Palestinian officials put reconstruction costs at tens of millions of dollars in Gaza, where health authorities said at least 254 people were killed during the 11 days of fighting.

Medics said rocket fire and guided missile attacks from Palestinian groups such as Hamas killed 13 people in Israel. A truce was reached on Friday.

Hastings said the conflict left 800,000 people in Gaza without regular access to piped water. Untreated sewage water was being discharged into the sea and 58 education facilities were damaged, including 285 buildings with more than 1,000 housing and commercial units destroyed.

Six hospitals and 11 healthcare centres were also damaged, and electricity was down to four to six hours a day.

Hastings said the majority of the money will go to Gaza but some will go to the West Bank and East Jerusalem, mainly to help injured people, possibly with cash assistance, psycho-social help or protection issues.

“We need the immediate life-saving needs moving on to reconstruction and recovery, and ideally with a political horizon in place. That, of course, is the most important thing to stop the continuation of these hostilities,” Hastings stressed.

“All of us need to ensure that we are not repeating the mistakes that keep bringing us back to having to rebuild Gaza,” she said.

Separately, Qatar has said it will provide $500m to help rebuild Gaza, while the United States pledged an additional $75m in development and economic aid to the Palestinians in 2021, $5.5m in immediate disaster relief for Gaza, and $32m to the UN Palestinian aid agency based there.

Qatar often serves as a mediator between Israel and Hamas, the Palestinian group which has ruled Gaza since 2007. The Gulf state has contributed hundreds of millions of dollars in humanitarian and development aid to support previous ceasefires.

Israel has blockaded the coastal enclave since 2007 after Hamas came into power in Gaza. The UN has repeatedly called for an immediate end to the blockade.

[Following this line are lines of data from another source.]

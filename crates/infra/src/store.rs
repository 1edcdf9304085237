//! The order storage contract.
//!
//! [`OrderStore`] is the seam between the order service and durable storage.
//! Two implementations exist: [`crate::postgres::PgOrderStore`] (production)
//! and [`crate::in_memory::InMemoryOrderStore`] (tests/dev). Both must make
//! `create_order` atomic: all inventory decrements and row writes land
//! together, or none of them do.

use std::sync::Arc;

use async_trait::async_trait;
use thiserror::Error;

use aether_core::{CustomerId, OrderId, TenantId};
use aether_inventory::LedgerError;
use aether_orders::{OrderItemView, OrderSummary, PricedOrder};

/// Storage-level failure.
#[derive(Debug, Clone, PartialEq, Eq, Error)]
pub enum StoreError {
    /// An inventory decrement could not be satisfied. No write survives.
    #[error(transparent)]
    Stock(#[from] LedgerError),

    /// The referenced customer does not exist.
    #[error("customer not found")]
    CustomerNotFound,

    /// The referenced order does not exist.
    #[error("order not found")]
    OrderNotFound,

    /// Underlying storage/transport failure. The whole operation is safe to
    /// retry: nothing was committed.
    #[error("storage failure: {0}")]
    Storage(String),
}

/// Durable storage for orders and the inventory they reserve.
#[async_trait]
pub trait OrderStore: Send + Sync {
    /// Atomically decrement stock for every line, then persist the order
    /// header and its items.
    ///
    /// Implementations must guarantee that two concurrent calls competing
    /// for the same stock serialize: when only one can be satisfied, exactly
    /// one succeeds and the other observes [`LedgerError::InsufficientStock`]
    /// with no stock change.
    async fn create_order(
        &self,
        tenant_id: TenantId,
        customer_id: CustomerId,
        order: &PricedOrder,
    ) -> Result<OrderId, StoreError>;

    /// All orders of a tenant, newest first. Read-only.
    async fn list_orders(&self, tenant_id: TenantId) -> Result<Vec<OrderSummary>, StoreError>;

    /// The item rows of one order. Read-only. Fails with
    /// [`StoreError::OrderNotFound`] when no such order header exists; an
    /// existing order with no items yields an empty vector.
    async fn get_order_items(&self, order_id: OrderId) -> Result<Vec<OrderItemView>, StoreError>;
}

#[async_trait]
impl<S> OrderStore for Arc<S>
where
    S: OrderStore + ?Sized,
{
    async fn create_order(
        &self,
        tenant_id: TenantId,
        customer_id: CustomerId,
        order: &PricedOrder,
    ) -> Result<OrderId, StoreError> {
        (**self).create_order(tenant_id, customer_id, order).await
    }

    async fn list_orders(&self, tenant_id: TenantId) -> Result<Vec<OrderSummary>, StoreError> {
        (**self).list_orders(tenant_id).await
    }

    async fn get_order_items(&self, order_id: OrderId) -> Result<Vec<OrderItemView>, StoreError> {
        (**self).get_order_items(order_id).await
    }
}
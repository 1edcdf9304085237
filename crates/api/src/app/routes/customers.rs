use std::sync::Arc;

use axum::{
    extract::Extension,
    http::StatusCode,
    response::IntoResponse,
    routing::post,
    Json, Router,
};

use aether_infra::postgres::customers::NewCustomer;

use crate::app::{dto, errors, AppServices};
use crate::context::TenantContext;

pub fn router() -> Router {
    Router::new().route("/", post(create_customer).get(list_customers))
}

pub async fn create_customer(
    Extension(services): Extension<Arc<AppServices>>,
    Extension(tenant): Extension<TenantContext>,
    Json(body): Json<dto::CreateCustomerRequest>,
) -> axum::response::Response {
    if body.name.trim().is_empty() {
        return errors::json_error(StatusCode::BAD_REQUEST, "validation_error", "name is required");
    }

    let customer = NewCustomer {
        name: body.name,
        email: body.email,
        phone: body.phone,
        document: body.document,
        kind: body.kind,
    };

    match services
        .customers
        .create_customer(tenant.tenant_id(), customer)
        .await
    {
        Ok(record) => (StatusCode::CREATED, Json(record)).into_response(),
        Err(e) => errors::store_error_to_response(e),
    }
}

pub async fn list_customers(
    Extension(services): Extension<Arc<AppServices>>,
    Extension(tenant): Extension<TenantContext>,
) -> axum::response::Response {
    match services.customers.list_customers(tenant.tenant_id()).await {
        Ok(customers) => (StatusCode::OK, Json(customers)).into_response(),
        Err(e) => errors::store_error_to_response(e),
    }
}
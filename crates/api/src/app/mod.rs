//! HTTP application wiring (axum router + store wiring).
//!
//! Layout:
//! - `routes/`: HTTP routes + handlers (one file per domain area)
//! - `dto.rs`: request/response DTOs and JSON mapping helpers
//! - `errors.rs`: consistent error responses

use std::sync::Arc;

use axum::{routing::get, Extension, Router};
use sqlx::PgPool;
use tower::ServiceBuilder;

use aether_infra::{
    OrderService, PgCustomerStore, PgDashboardStore, PgOrderStore, PgProductStore,
};

use crate::middleware;

pub mod dto;
pub mod errors;
pub mod routes;

/// Store and service handles shared by all handlers.
pub struct AppServices {
    pub orders: OrderService<PgOrderStore>,
    pub products: PgProductStore,
    pub customers: PgCustomerStore,
    pub dashboard: PgDashboardStore,
}

pub fn build_services(pool: PgPool) -> AppServices {
    AppServices {
        orders: OrderService::new(PgOrderStore::new(pool.clone())),
        products: PgProductStore::new(pool.clone()),
        customers: PgCustomerStore::new(pool.clone()),
        dashboard: PgDashboardStore::new(pool),
    }
}

/// Build the full HTTP router (public entrypoint used by `main.rs`).
pub fn build_app(pool: PgPool) -> Router {
    let services = Arc::new(build_services(pool));

    // Tenant-scoped routes: require the tenant context.
    let tenant_scoped = routes::router().layer(
        ServiceBuilder::new()
            .layer(axum::middleware::from_fn(middleware::tenant_middleware))
            .layer(Extension(services)),
    );

    Router::new()
        .route("/health", get(routes::system::health))
        .nest("/api", tenant_scoped)
}
use axum::{
    extract::Request,
    http::{HeaderMap, StatusCode},
    middleware::Next,
    response::Response,
};

use aether_core::TenantId;

use crate::app::errors::json_error;
use crate::context::TenantContext;

/// Header carrying the caller's tenant id, pending a real auth collaborator.
pub const TENANT_HEADER: &str = "x-tenant-id";

pub async fn tenant_middleware(mut req: Request, next: Next) -> Result<Response, Response> {
    let tenant_id = extract_tenant(req.headers())?;

    req.extensions_mut().insert(TenantContext::new(tenant_id));

    Ok(next.run(req).await)
}

fn extract_tenant(headers: &HeaderMap) -> Result<TenantId, Response> {
    let header = headers.get(TENANT_HEADER).ok_or_else(|| {
        json_error(
            StatusCode::UNAUTHORIZED,
            "missing_tenant",
            "X-Tenant-Id header is required",
        )
    })?;

    let header = header.to_str().map_err(|_| {
        json_error(
            StatusCode::BAD_REQUEST,
            "invalid_tenant",
            "X-Tenant-Id header is not valid text",
        )
    })?;

    header.trim().parse().map_err(|_| {
        json_error(
            StatusCode::BAD_REQUEST,
            "invalid_tenant",
            "X-Tenant-Id header is not a valid tenant id",
        )
    })
}
//! Order repository and the Postgres order store.

use async_trait::async_trait;
use sqlx::{PgPool, Postgres, Row, Transaction};
use tracing::instrument;
use uuid::Uuid;

use aether_core::{CustomerId, Money, OrderId, TenantId};
use aether_orders::{OrderItemView, OrderStatus, OrderSummary, PricedLine, PricedOrder};

use super::{ledger, map_sqlx_error, money_column};
use crate::store::{OrderStore, StoreError};

/// Insert the order header row. Transaction-scoped.
pub async fn insert_order_header(
    tx: &mut Transaction<'_, Postgres>,
    tenant_id: TenantId,
    customer_id: CustomerId,
    total_amount: Money,
    status: OrderStatus,
) -> Result<OrderId, StoreError> {
    let order_id = OrderId::new();

    sqlx::query(
        r#"
        INSERT INTO orders (id, tenant_id, customer_id, total_amount, status)
        VALUES ($1, $2, $3, $4, $5)
        "#,
    )
    .bind(order_id.as_uuid())
    .bind(tenant_id.as_uuid())
    .bind(customer_id.as_uuid())
    .bind(total_amount.into_decimal())
    .bind(status.as_str())
    .execute(&mut **tx)
    .await
    .map_err(|e| map_sqlx_error("insert_order_header", e))?;

    Ok(order_id)
}

/// Insert the order's item rows as one batch. Transaction-scoped.
pub async fn insert_order_items(
    tx: &mut Transaction<'_, Postgres>,
    order_id: OrderId,
    lines: &[PricedLine],
) -> Result<(), StoreError> {
    for line in lines {
        sqlx::query(
            r#"
            INSERT INTO order_items (id, order_id, product_id, quantity, unit_price, total_price)
            VALUES ($1, $2, $3, $4, $5, $6)
            "#,
        )
        .bind(Uuid::now_v7())
        .bind(order_id.as_uuid())
        .bind(line.product_id.as_uuid())
        .bind(line.quantity)
        .bind(line.unit_price.into_decimal())
        .bind(line.line_total.into_decimal())
        .execute(&mut **tx)
        .await
        .map_err(|e| map_sqlx_error("insert_order_items", e))?;
    }

    Ok(())
}

/// Postgres-backed [`OrderStore`].
#[derive(Debug, Clone)]
pub struct PgOrderStore {
    pool: PgPool,
}

impl PgOrderStore {
    pub fn new(pool: PgPool) -> Self {
        Self { pool }
    }
}

#[async_trait]
impl OrderStore for PgOrderStore {
    /// The order-creation unit of work.
    ///
    /// Decrement stock for every line, then write the header and item rows,
    /// all inside one transaction. Every exit path except the final commit
    /// drops the [`Transaction`] guard, which rolls the whole unit back —
    /// including cancellation of the calling task mid-flight. No retry is
    /// attempted here: an unsatisfiable decrement is a terminal business
    /// outcome, not a transient fault.
    #[instrument(
        skip(self, order),
        fields(
            tenant_id = %tenant_id,
            customer_id = %customer_id,
            line_count = order.lines.len()
        ),
        err
    )]
    async fn create_order(
        &self,
        tenant_id: TenantId,
        customer_id: CustomerId,
        order: &PricedOrder,
    ) -> Result<OrderId, StoreError> {
        let mut tx = self
            .pool
            .begin()
            .await
            .map_err(|e| map_sqlx_error("begin_transaction", e))?;

        for line in &order.lines {
            ledger::decrement_if_available(&mut tx, tenant_id, line.product_id, line.quantity)
                .await?;
        }

        let order_id = insert_order_header(
            &mut tx,
            tenant_id,
            customer_id,
            order.total_amount,
            OrderStatus::Completed,
        )
        .await?;
        insert_order_items(&mut tx, order_id, &order.lines).await?;

        tx.commit()
            .await
            .map_err(|e| map_sqlx_error("commit_transaction", e))?;

        Ok(order_id)
    }

    #[instrument(skip(self), fields(tenant_id = %tenant_id), err)]
    async fn list_orders(&self, tenant_id: TenantId) -> Result<Vec<OrderSummary>, StoreError> {
        let rows = sqlx::query(
            r#"
            SELECT o.id, c.name AS customer_name, o.total_amount, o.status, o.created_at
            FROM orders o
            JOIN customers c ON c.id = o.customer_id
            WHERE o.tenant_id = $1
            ORDER BY o.created_at DESC
            "#,
        )
        .bind(tenant_id.as_uuid())
        .fetch_all(&self.pool)
        .await
        .map_err(|e| map_sqlx_error("list_orders", e))?;

        let mut summaries = Vec::with_capacity(rows.len());
        for row in rows {
            let id: Uuid = row
                .try_get("id")
                .map_err(|e| StoreError::Storage(format!("decode id: {e}")))?;
            let status: String = row
                .try_get("status")
                .map_err(|e| StoreError::Storage(format!("decode status: {e}")))?;

            summaries.push(OrderSummary {
                id: OrderId::from_uuid(id),
                customer_name: row
                    .try_get("customer_name")
                    .map_err(|e| StoreError::Storage(format!("decode customer_name: {e}")))?,
                total_amount: money_column(&row, "total_amount")?,
                status: status
                    .parse()
                    .map_err(|e| StoreError::Storage(format!("decode status: {e}")))?,
                created_at: row
                    .try_get("created_at")
                    .map_err(|e| StoreError::Storage(format!("decode created_at: {e}")))?,
            });
        }

        Ok(summaries)
    }

    #[instrument(skip(self), fields(order_id = %order_id), err)]
    async fn get_order_items(&self, order_id: OrderId) -> Result<Vec<OrderItemView>, StoreError> {
        let rows = sqlx::query(
            r#"
            SELECT p.name AS product_name, oi.quantity, oi.unit_price, oi.total_price
            FROM order_items oi
            JOIN products p ON p.id = oi.product_id
            WHERE oi.order_id = $1
            ORDER BY oi.id
            "#,
        )
        .bind(order_id.as_uuid())
        .fetch_all(&self.pool)
        .await
        .map_err(|e| map_sqlx_error("get_order_items", e))?;

        // Zero items is ambiguous on its own: the order may be missing, or it
        // may exist with no lines. Check the header before reporting either.
        if rows.is_empty() {
            let exists: bool =
                sqlx::query_scalar("SELECT EXISTS (SELECT 1 FROM orders WHERE id = $1)")
                    .bind(order_id.as_uuid())
                    .fetch_one(&self.pool)
                    .await
                    .map_err(|e| map_sqlx_error("get_order_header", e))?;
            if !exists {
                return Err(StoreError::OrderNotFound);
            }
            return Ok(Vec::new());
        }

        let mut items = Vec::with_capacity(rows.len());
        for row in rows {
            items.push(OrderItemView {
                product_name: row
                    .try_get("product_name")
                    .map_err(|e| StoreError::Storage(format!("decode product_name: {e}")))?,
                quantity: row
                    .try_get("quantity")
                    .map_err(|e| StoreError::Storage(format!("decode quantity: {e}")))?,
                unit_price: money_column(&row, "unit_price")?,
                line_total: money_column(&row, "total_price")?,
            });
        }

        Ok(items)
    }
}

“Maintaining predictable access for goods and staff to enter and exit Gaza is going to be critical to ensure a way forward in Gaza,” Hastings told reporters on Thursday.

Meanwhile, UN chief Antonio Guterres said his organisation was “working hard” to keep the ceasefire in place to make sure that the ceasefire holds and that there were no further escalations.

“In recent weeks, the world watched as civilians endured yet another cycle of devastating violence and destruction,” Guterres said in a statement published by the United Nations Office for the Coordination of Humanitarian Affairs (OCHA) website.

“Children and adults were killed, thousands were injured. Families have had their lives torn apart. It is our duty now to scale up support to those who need it the most. We must not fail them.”